#### Work task
Look below for the line containing "filename src/snake.rs"; from there, print each line exactly up to and including the line containing "#[derive(Debug, Clone, Copy, Eq, PartialEq, Hash)]", and stop.
┄┄┄┄┄┄
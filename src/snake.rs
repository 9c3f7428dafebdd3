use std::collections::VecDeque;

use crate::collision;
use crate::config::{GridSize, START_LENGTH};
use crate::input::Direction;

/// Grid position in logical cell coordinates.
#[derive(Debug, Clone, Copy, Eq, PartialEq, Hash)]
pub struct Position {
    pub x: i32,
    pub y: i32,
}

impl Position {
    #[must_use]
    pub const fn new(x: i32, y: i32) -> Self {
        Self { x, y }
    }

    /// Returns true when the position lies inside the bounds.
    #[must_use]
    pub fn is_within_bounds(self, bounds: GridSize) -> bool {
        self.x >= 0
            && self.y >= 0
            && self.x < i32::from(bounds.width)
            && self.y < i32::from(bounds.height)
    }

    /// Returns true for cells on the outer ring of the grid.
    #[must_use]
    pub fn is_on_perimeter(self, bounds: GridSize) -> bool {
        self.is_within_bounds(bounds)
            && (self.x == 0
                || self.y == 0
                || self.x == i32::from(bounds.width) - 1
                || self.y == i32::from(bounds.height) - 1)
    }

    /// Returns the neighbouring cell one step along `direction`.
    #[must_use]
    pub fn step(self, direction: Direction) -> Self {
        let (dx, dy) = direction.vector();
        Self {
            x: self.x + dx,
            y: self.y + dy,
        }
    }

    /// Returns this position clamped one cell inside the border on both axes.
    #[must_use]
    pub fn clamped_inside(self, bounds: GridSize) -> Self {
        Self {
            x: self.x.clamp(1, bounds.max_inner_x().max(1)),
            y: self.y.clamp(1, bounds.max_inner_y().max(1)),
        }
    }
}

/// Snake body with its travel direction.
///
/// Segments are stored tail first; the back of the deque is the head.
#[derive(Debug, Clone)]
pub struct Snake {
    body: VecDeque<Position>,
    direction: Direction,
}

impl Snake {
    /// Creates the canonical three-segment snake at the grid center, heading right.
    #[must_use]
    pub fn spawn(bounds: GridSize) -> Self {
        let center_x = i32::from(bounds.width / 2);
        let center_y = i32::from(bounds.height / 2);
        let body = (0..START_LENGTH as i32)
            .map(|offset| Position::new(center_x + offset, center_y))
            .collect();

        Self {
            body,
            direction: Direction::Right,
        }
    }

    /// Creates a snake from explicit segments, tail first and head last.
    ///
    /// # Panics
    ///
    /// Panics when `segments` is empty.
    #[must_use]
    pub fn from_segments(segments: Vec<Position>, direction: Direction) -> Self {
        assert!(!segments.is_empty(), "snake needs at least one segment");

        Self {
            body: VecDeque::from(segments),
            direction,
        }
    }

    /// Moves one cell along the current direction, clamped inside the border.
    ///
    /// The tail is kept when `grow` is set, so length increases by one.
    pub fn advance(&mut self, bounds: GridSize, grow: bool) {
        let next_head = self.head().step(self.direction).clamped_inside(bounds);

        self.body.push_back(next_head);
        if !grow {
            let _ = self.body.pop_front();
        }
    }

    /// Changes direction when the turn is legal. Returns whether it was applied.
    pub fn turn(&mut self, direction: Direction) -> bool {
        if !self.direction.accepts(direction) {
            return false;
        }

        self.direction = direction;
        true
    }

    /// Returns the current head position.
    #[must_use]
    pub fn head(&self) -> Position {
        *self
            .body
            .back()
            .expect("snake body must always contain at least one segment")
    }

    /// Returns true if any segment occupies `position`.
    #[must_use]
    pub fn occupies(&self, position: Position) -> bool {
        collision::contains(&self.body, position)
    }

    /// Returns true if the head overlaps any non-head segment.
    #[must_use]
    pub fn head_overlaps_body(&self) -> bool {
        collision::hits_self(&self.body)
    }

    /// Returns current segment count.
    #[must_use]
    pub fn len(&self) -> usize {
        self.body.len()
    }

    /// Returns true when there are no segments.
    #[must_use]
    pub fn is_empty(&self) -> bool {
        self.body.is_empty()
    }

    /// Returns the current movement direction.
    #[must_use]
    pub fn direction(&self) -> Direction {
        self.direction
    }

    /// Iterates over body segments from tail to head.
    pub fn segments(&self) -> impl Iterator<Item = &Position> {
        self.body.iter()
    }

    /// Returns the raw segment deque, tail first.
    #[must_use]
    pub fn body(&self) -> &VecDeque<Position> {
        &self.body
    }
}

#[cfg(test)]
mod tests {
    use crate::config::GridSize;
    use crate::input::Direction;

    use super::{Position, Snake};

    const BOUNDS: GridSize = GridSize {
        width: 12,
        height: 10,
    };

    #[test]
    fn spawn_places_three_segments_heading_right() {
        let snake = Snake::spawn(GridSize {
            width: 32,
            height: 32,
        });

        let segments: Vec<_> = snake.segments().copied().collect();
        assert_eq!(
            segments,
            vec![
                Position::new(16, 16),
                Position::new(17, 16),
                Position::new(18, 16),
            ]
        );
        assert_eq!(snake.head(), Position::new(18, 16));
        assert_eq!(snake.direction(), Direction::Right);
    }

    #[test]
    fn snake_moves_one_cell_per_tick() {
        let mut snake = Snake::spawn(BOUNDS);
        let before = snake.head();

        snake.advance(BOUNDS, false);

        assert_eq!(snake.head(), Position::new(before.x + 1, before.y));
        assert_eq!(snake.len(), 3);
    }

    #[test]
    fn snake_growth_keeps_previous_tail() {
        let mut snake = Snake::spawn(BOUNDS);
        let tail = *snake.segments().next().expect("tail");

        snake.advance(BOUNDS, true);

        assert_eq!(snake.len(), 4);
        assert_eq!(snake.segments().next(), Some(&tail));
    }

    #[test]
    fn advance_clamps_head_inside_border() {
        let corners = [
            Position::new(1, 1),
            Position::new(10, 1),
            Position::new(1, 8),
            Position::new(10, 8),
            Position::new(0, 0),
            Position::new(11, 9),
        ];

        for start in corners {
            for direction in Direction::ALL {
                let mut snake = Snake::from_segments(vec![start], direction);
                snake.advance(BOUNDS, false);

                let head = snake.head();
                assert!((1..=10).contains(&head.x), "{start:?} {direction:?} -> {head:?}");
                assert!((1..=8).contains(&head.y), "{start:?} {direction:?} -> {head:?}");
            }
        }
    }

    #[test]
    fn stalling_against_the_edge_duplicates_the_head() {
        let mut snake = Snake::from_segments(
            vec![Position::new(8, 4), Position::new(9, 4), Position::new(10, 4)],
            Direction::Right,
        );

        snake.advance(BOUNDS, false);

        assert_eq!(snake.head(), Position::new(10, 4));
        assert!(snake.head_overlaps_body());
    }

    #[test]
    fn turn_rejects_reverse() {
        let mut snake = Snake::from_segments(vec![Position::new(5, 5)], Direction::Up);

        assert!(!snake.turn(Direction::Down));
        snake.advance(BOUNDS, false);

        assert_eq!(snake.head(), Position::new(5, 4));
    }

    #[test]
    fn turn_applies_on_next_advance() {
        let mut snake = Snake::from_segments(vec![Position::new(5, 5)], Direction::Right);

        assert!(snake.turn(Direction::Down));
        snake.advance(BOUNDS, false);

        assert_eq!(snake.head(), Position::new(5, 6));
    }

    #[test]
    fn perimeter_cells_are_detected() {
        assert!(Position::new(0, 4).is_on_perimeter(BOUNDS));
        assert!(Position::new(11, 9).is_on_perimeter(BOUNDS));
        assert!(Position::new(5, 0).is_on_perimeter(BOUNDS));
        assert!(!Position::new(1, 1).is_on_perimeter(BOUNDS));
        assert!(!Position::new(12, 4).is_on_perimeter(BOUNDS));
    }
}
┄┄┄┄┄┄
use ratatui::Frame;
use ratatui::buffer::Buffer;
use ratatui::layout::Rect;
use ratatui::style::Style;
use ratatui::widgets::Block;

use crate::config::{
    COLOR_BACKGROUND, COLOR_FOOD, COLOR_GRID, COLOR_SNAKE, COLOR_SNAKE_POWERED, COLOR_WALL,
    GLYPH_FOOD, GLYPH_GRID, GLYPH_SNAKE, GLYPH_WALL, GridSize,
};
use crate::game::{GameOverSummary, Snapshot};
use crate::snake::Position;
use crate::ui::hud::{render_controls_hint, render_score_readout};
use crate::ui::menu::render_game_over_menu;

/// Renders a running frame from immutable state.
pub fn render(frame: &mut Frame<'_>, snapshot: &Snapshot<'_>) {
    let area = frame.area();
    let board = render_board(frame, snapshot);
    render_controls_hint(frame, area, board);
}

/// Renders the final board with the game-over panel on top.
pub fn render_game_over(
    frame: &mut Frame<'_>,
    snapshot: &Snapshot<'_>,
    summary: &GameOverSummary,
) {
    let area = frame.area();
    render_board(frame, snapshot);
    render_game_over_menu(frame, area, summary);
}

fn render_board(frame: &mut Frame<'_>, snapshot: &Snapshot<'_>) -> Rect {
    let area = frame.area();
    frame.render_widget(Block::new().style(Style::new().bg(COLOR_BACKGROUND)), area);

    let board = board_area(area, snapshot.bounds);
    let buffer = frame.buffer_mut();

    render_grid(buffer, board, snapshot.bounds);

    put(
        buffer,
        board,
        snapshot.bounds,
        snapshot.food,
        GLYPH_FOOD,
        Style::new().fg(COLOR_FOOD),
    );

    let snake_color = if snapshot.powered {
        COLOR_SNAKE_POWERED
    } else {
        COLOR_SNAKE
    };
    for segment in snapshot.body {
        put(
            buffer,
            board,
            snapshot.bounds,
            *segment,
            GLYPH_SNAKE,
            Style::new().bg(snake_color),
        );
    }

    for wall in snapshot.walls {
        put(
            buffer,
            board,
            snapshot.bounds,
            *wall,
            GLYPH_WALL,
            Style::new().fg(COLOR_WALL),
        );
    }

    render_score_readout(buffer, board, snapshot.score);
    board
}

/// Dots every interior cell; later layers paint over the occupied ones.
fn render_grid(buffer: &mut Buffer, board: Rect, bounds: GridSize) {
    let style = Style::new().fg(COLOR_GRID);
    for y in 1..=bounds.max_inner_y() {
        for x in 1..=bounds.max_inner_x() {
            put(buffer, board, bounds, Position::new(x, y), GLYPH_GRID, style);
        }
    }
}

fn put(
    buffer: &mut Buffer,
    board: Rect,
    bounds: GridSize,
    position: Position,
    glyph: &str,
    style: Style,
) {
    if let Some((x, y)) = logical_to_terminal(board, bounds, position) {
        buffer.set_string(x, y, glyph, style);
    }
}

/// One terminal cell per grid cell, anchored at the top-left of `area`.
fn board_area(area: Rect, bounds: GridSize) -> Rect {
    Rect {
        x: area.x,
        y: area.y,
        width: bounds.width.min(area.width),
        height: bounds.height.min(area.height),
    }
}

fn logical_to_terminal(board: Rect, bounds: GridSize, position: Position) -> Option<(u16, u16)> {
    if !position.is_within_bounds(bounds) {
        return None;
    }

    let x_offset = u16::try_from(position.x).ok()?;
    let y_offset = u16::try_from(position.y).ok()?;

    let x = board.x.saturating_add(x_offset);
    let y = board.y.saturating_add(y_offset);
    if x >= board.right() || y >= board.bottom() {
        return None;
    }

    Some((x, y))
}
┄┄┄┄┄┄
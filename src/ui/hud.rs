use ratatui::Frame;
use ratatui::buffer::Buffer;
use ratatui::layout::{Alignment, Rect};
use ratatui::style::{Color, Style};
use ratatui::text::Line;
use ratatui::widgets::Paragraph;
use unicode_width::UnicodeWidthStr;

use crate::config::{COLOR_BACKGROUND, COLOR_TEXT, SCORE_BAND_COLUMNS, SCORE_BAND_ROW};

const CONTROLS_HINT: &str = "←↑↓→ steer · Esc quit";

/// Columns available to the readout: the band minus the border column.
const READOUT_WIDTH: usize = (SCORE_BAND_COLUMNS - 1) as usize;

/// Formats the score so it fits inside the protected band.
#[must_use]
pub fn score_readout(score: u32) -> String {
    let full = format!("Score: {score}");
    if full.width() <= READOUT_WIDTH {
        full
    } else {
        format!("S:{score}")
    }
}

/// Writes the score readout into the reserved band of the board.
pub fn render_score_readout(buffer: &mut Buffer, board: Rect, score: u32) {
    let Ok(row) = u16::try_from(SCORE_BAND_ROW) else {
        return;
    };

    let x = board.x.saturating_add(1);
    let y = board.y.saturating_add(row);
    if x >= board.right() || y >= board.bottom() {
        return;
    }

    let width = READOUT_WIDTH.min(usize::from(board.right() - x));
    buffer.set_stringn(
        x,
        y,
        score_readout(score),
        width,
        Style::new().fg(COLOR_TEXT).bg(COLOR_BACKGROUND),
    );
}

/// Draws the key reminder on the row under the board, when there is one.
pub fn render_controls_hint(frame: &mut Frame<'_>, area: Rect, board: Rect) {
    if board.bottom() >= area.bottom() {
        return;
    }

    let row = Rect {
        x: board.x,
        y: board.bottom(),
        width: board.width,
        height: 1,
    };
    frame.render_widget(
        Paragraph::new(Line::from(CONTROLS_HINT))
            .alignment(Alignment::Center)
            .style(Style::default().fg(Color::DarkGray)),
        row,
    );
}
┄┄┄┄┄┄
#### Exercise output
filename src/snake.rs
repository 9c3f7428dafebdd3
use std::collections::VecDeque;

use crate::collision;
use crate::config::{GridSize, START_LENGTH};
use crate::input::Direction;

/// Grid position in logical cell coordinates.
#[derive(Debug, Clone, Copy, Eq, PartialEq, Hash)]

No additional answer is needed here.